Advice: Silicon Valley Bank closure impact on lease security

The federal government may have taken the extraordinary step of protecting all consumer deposits at the now shuttered California-based financial Silicon Valley Bank, which was the 16th largest bank in the country. But it’s still unclear whether real estate companies will get stuck with millions of dollars of worthless leases from startups.

Photo | Courtesy of Bowditch & Dewey
George Tetler, partner at Bowditch & Dewey

Silicon Valley Bank, which specialized in lending money to tech startups, helped these fledging companies with their commercial leases. Since these firms had no cash flow, they couldn’t put down security deposits to rent properties, like most individuals and businesses do. Instead, these startups got letters of credit for their security deposits from Silicon Valley Bank, which ranged from small five figures to millions of dollars. If the tenant defaulted on its lease obligations, the bank would have to pay the landlord these hefty security deposits. 

With Silicon Valley Bank now in receivership, what does this mean? At this point in time, a landlord holding a letter of credit issued by the bank will not be able to get any money from it. It is possible that another entity will acquire most of the bank’s assets or that the Federal Deposit Insurance Corp. will opt to sell portfolios of the bank’s loans. Under these scenarios, existing letters of credit would presumably continue to secure leases. 

While we wait to see what happens in the next couple of days, landlords and tenants on leases secured by SVB letters of credit should take preliminary actions. Landlords should review their leases. In most instances, the landlord can demand replacement of the current letter of credit with a new letter or cash. If it does not appear likely that the tenant can provide a substitute letter of credit or other satisfactory credit enhancement for the lease due to its financial condition, the landlord should review with counsel whether a receivership claim is worthwhile, as this is not a clear path to recovery of funds. 

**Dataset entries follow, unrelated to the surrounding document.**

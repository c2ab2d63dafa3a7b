//! `stockrelay-core`: shared building blocks.
//!
//! Identifiers and the domain error model used by the event contracts and the
//! delivery pipeline. No IO, no async.

pub mod error;
pub mod id;

pub use error::{DomainError, DomainResult};
pub use id::MessageId;
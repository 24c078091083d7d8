// src/websocket.rs

use crate::{config::ClientConfig, engine::SessionEngine, error::ChatError, state::Session, view::View};
use futures_util::{
    sink::SinkExt,
    stream::{SplitStream, StreamExt},
};
use tokio::{net::TcpStream, sync::mpsc};
use tokio_tungstenite::{MaybeTlsStream, WebSocketStream, connect_async, tungstenite::Message};
use tracing::{debug, info, trace, warn};

// The read half of a client connection to the chat server.
type ServerStream = SplitStream<WebSocketStream<MaybeTlsStream<TcpStream>>>;

/// Outbound half of the connection as the session engine sees it.
///
/// Sending is fire-and-forget: a dead connection swallows the text.
pub trait Transport {
    fn send(&mut self, text: String);
}

/// Feeds text frames to the connection's writer task.
#[derive(Clone, Debug)]
pub struct OutboundSender(mpsc::UnboundedSender<String>);

impl Transport for OutboundSender {
    fn send(&mut self, text: String) {
        if self.0.send(text).is_err() {
            debug!("Connection writer is gone, dropping outbound frame");
        }
    }
}

/// Runs one chat session against the server named by `config`.
///
/// User input arrives on `queries`, one line per item. The session ends when
/// `queries` is closed or the server goes away; queued frames are flushed and
/// the socket closed before the final session is returned.
pub async fn run_session<V: View>(
    config: &ClientConfig,
    view: V,
    mut queries: mpsc::Receiver<String>,
) -> Result<Session, ChatError> {
    let url = config.endpoint();
    info!("Connecting to {}", url);
    let (socket, _response) = connect_async(url.as_str())
        .await
        .map_err(|source| ChatError::Connect {
            url: url.clone(),
            source,
        })?;
    info!("Connected to {}", url);

    let (mut sink, stream) = socket.split();

    // Writer task: everything the engine sends goes through this channel.
    let (outbound_tx, mut outbound_rx) = mpsc::unbounded_channel::<String>();
    let write_task = tokio::spawn(async move {
        while let Some(text) = outbound_rx.recv().await {
            if let Err(e) = sink.send(Message::Text(text.into())).await {
                warn!("Failed to send frame to server: {}", e);
                return;
            }
        }
        if let Err(e) = sink.close().await {
            debug!("Error closing connection: {}", e);
        }
    });

    // Reader task: inbound text frames are queued for the engine in arrival order.
    let (frame_tx, mut frame_rx) = mpsc::unbounded_channel::<String>();
    let read_task = tokio::spawn(read_from_server(stream, frame_tx));

    let mut engine = SessionEngine::new(OutboundSender(outbound_tx), view)
        .with_login_fallthrough(config.login_fallthrough);

    // The engine is only touched from this loop, one event at a time.
    loop {
        tokio::select! {
            query = queries.recv() => match query {
                Some(query) => engine.handle_user_query(&query),
                None => {
                    debug!("User input closed");
                    break;
                }
            },
            frame = frame_rx.recv() => match frame {
                Some(frame) => engine.handle_frame(&frame),
                None => {
                    info!("Connection closed by server");
                    break;
                }
            },
        }
    }

    // Dropping the transport lets the writer drain its queue and close the socket.
    let (session, transport, _view) = engine.into_parts();
    drop(transport);
    if let Err(e) = write_task.await {
        warn!("Writer task failed: {}", e);
    }
    read_task.abort();

    info!("Disconnected from {}", url);
    Ok(session)
}

/// Forwards text frames from the server until it closes or errors.
async fn read_from_server(mut stream: ServerStream, frames: mpsc::UnboundedSender<String>) {
    while let Some(result) = stream.next().await {
        match result {
            Ok(Message::Text(text)) => {
                trace!("Received frame: {}", text.as_str());
                if frames.send(text.as_str().to_owned()).is_err() {
                    break;
                }
            }
            Ok(Message::Close(frame)) => {
                debug!("Server sent close: {:?}", frame);
                break;
            }
            Ok(_) => {
                // Binary, ping and pong frames carry no protocol messages.
            }
            Err(e) => {
                warn!("Error reading from server: {}", e);
                break;
            }
        }
    }
}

In most instances, tenants that used SVB for letters of credit have their accounts with the bank and are currently laser focused on what the receivership means to them. Tenants should determine whether there are any letters of credit supporting their leases needing to be addressed. They should contact their landlords to confirm whether there is security for their lease. 

The impact of the SVB receivership could have a big impact on the commercial real estate world. We need to wait and see whether the FDIC can broker an acquisition that protects a lot of companies and an even broader range of stakeholders. 

Attorney George W. Tetler III is a business and finance partner at Worcester law firm Bowditch & Dewey.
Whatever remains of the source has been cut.